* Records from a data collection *
____________

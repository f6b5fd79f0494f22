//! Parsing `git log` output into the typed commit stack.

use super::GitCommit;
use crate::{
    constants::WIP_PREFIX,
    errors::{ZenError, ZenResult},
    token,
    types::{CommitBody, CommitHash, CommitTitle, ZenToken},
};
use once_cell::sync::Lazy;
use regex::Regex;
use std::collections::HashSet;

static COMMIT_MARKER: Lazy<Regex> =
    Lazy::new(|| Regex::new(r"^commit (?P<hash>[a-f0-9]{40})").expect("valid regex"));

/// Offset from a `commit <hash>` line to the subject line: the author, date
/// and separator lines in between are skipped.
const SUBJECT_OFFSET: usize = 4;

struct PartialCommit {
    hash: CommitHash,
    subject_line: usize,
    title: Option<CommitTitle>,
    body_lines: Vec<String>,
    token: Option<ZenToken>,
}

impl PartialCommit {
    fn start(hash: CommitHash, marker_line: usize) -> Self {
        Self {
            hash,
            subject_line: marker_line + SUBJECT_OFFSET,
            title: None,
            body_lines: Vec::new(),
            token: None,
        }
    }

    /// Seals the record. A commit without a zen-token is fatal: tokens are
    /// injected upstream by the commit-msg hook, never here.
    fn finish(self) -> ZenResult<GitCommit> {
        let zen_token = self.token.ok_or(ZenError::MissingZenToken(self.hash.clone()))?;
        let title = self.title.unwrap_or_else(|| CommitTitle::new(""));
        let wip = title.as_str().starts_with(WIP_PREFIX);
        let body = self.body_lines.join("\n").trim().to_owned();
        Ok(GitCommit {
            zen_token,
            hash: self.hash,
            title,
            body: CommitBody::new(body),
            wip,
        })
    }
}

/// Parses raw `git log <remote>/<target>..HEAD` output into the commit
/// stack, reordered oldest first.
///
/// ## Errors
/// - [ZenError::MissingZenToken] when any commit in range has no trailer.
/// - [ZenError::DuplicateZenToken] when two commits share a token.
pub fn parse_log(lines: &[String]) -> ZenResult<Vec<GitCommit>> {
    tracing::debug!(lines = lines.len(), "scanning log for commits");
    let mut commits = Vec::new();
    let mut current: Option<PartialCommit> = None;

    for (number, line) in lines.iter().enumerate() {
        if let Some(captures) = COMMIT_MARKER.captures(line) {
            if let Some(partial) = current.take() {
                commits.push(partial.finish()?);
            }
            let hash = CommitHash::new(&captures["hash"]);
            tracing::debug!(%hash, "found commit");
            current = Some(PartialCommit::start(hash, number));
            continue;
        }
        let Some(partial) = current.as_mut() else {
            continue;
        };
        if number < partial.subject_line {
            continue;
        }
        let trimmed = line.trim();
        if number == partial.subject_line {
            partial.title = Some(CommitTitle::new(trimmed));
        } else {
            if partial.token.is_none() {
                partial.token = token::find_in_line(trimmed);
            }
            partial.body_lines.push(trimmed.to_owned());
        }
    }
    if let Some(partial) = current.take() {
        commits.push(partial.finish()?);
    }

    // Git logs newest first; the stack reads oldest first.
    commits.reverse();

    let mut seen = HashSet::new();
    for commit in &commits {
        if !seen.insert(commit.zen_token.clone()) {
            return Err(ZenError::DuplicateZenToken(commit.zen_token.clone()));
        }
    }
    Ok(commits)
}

____________

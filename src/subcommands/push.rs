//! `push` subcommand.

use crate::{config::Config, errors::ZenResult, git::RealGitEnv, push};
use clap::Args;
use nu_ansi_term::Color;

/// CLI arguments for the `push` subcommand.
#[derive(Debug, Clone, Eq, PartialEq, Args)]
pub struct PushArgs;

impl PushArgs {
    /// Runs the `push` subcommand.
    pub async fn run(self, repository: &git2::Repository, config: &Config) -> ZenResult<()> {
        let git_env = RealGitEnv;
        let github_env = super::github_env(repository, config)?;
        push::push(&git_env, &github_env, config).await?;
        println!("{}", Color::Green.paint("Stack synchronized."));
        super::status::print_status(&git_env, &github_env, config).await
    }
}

____________

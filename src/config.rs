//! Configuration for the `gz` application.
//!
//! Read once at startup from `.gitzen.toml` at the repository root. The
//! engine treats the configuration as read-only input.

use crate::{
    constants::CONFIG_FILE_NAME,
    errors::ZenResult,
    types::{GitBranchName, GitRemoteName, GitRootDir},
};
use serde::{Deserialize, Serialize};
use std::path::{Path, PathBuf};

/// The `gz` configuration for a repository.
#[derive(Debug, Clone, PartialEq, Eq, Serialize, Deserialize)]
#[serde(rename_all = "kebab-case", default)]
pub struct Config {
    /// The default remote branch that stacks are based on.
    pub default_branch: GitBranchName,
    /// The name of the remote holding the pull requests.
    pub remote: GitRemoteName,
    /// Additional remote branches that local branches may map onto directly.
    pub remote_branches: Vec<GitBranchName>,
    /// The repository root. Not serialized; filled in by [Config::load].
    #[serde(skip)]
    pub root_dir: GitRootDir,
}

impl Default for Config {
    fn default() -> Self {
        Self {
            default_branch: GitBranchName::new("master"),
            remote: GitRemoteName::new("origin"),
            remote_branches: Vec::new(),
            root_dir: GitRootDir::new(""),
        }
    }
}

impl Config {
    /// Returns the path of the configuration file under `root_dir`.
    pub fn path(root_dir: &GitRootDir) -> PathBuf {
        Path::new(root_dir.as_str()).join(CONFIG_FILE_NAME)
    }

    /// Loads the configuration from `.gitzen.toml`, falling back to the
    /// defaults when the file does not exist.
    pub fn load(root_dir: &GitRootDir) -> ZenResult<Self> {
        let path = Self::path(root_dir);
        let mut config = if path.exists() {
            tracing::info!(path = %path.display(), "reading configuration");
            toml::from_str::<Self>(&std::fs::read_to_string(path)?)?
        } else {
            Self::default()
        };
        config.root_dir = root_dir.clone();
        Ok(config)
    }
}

____________

* What you need to do *
Above are the records; from them, give again exactly the lines from the one containing "pub struct Config" to the one containing "impl Default for", both lines included, and nothing more.

* Exercise output *
pub struct Config {
    /// The default remote branch that stacks are based on.
    pub default_branch: GitBranchName,
    /// The name of the remote holding the pull requests.
    pub remote: GitRemoteName,
    /// Additional remote branches that local branches may map onto directly.
    pub remote_branches: Vec<GitBranchName>,
    /// The repository root. Not serialized; filled in by [Config::load].
    #[serde(skip)]
    pub root_dir: GitRootDir,
}

impl Default for Config {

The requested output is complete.